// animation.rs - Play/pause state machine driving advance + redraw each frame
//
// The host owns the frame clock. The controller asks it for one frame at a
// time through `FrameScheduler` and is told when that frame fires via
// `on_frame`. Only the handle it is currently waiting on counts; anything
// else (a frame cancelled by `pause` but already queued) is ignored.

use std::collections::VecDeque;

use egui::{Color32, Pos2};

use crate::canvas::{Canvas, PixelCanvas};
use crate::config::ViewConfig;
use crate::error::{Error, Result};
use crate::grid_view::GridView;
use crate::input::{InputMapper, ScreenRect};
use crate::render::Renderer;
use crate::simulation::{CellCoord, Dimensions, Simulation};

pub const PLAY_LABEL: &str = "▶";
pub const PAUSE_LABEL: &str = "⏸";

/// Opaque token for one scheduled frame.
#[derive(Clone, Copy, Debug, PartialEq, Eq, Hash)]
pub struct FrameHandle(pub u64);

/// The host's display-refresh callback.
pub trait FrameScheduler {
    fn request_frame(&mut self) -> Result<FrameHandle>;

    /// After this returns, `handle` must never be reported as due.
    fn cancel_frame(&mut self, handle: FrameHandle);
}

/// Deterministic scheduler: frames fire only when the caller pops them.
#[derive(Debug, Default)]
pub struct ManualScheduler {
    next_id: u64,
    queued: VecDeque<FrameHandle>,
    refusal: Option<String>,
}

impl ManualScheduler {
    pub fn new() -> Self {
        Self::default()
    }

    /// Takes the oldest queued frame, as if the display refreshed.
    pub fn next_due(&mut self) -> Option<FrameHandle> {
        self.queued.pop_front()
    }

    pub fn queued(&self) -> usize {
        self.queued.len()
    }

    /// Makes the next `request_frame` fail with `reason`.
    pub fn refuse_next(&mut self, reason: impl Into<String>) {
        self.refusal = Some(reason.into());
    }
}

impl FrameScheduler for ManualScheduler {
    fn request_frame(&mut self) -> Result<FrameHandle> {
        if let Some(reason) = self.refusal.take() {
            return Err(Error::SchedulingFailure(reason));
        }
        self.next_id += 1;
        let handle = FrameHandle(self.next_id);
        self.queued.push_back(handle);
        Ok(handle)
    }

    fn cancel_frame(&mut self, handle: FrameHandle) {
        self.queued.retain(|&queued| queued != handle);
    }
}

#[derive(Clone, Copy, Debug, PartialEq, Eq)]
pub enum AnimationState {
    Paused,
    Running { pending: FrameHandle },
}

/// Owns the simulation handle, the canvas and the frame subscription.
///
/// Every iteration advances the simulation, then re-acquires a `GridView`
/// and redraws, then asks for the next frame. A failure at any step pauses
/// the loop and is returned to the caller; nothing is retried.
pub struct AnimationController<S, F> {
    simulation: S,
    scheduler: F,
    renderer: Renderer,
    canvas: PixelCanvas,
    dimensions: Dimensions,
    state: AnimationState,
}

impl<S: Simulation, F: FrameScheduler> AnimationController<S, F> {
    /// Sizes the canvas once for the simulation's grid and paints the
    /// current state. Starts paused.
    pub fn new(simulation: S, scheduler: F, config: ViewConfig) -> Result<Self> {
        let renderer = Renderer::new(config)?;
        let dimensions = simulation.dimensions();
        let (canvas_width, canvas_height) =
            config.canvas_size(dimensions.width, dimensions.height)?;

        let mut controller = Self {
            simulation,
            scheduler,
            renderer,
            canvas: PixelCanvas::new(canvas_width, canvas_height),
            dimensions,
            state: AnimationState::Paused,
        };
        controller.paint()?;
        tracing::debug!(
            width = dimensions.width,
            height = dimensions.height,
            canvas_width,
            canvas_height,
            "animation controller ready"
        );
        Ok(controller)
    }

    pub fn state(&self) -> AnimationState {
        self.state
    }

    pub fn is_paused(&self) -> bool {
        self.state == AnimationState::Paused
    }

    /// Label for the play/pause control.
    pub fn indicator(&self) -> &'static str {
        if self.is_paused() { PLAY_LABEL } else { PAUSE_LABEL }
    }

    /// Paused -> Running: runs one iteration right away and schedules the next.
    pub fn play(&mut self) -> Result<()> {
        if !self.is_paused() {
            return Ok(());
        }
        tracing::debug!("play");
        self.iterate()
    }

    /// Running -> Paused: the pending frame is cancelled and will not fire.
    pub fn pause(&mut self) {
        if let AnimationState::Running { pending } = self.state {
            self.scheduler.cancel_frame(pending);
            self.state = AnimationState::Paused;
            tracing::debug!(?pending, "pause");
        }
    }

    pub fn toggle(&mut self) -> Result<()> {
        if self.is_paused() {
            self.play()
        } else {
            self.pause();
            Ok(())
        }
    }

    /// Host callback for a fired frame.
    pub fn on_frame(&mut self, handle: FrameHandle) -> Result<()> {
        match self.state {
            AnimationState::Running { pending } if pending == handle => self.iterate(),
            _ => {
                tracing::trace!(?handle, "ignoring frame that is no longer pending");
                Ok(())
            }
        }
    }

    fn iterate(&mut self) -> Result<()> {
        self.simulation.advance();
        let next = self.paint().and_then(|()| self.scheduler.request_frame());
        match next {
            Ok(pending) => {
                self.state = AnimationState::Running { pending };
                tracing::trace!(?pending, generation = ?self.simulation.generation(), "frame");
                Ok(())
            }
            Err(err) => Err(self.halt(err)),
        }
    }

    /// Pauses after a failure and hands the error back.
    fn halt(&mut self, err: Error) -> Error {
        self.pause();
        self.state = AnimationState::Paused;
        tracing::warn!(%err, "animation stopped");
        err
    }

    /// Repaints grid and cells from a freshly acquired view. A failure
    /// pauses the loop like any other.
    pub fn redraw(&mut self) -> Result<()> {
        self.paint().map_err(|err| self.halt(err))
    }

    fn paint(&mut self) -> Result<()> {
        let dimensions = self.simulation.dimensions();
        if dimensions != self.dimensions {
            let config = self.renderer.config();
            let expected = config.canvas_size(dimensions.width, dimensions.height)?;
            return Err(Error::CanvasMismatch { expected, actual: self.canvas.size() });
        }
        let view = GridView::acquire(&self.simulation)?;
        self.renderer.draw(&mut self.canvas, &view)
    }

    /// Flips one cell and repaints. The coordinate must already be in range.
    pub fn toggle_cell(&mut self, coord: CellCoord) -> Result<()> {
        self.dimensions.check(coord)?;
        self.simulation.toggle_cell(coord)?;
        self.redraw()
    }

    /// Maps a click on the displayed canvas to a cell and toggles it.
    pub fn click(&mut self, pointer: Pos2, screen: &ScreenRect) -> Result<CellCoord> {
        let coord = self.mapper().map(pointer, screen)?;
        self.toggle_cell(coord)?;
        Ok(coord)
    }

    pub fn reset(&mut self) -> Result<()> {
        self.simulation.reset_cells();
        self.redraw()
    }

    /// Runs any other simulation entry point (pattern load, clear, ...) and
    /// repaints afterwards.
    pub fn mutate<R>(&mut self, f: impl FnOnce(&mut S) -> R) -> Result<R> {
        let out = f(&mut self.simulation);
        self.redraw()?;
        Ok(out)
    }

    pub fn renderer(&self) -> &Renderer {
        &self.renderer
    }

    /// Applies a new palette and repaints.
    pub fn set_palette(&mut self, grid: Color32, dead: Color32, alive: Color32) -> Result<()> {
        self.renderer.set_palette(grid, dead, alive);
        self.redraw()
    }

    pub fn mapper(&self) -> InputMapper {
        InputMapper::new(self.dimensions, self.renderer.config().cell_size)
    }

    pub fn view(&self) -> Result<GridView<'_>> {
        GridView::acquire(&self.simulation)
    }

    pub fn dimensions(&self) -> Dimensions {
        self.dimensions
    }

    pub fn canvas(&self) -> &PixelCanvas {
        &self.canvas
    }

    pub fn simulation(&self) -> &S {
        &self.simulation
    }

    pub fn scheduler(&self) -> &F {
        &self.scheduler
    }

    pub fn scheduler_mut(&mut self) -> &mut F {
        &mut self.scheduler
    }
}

★ ★ ★ ★ ★

What is needed
In the listing above, find the line with "self.queued.retain(|&queued| queued != handle);" and the line with "the frame subscription.". Output those two lines and every line between them, exactly as written.

Task solution
        self.queued.retain(|&queued| queued != handle);
    }
}

#[derive(Clone, Copy, Debug, PartialEq, Eq)]
pub enum AnimationState {
    Paused,
    Running { pending: FrameHandle },
}

/// Owns the simulation handle, the canvas and the frame subscription.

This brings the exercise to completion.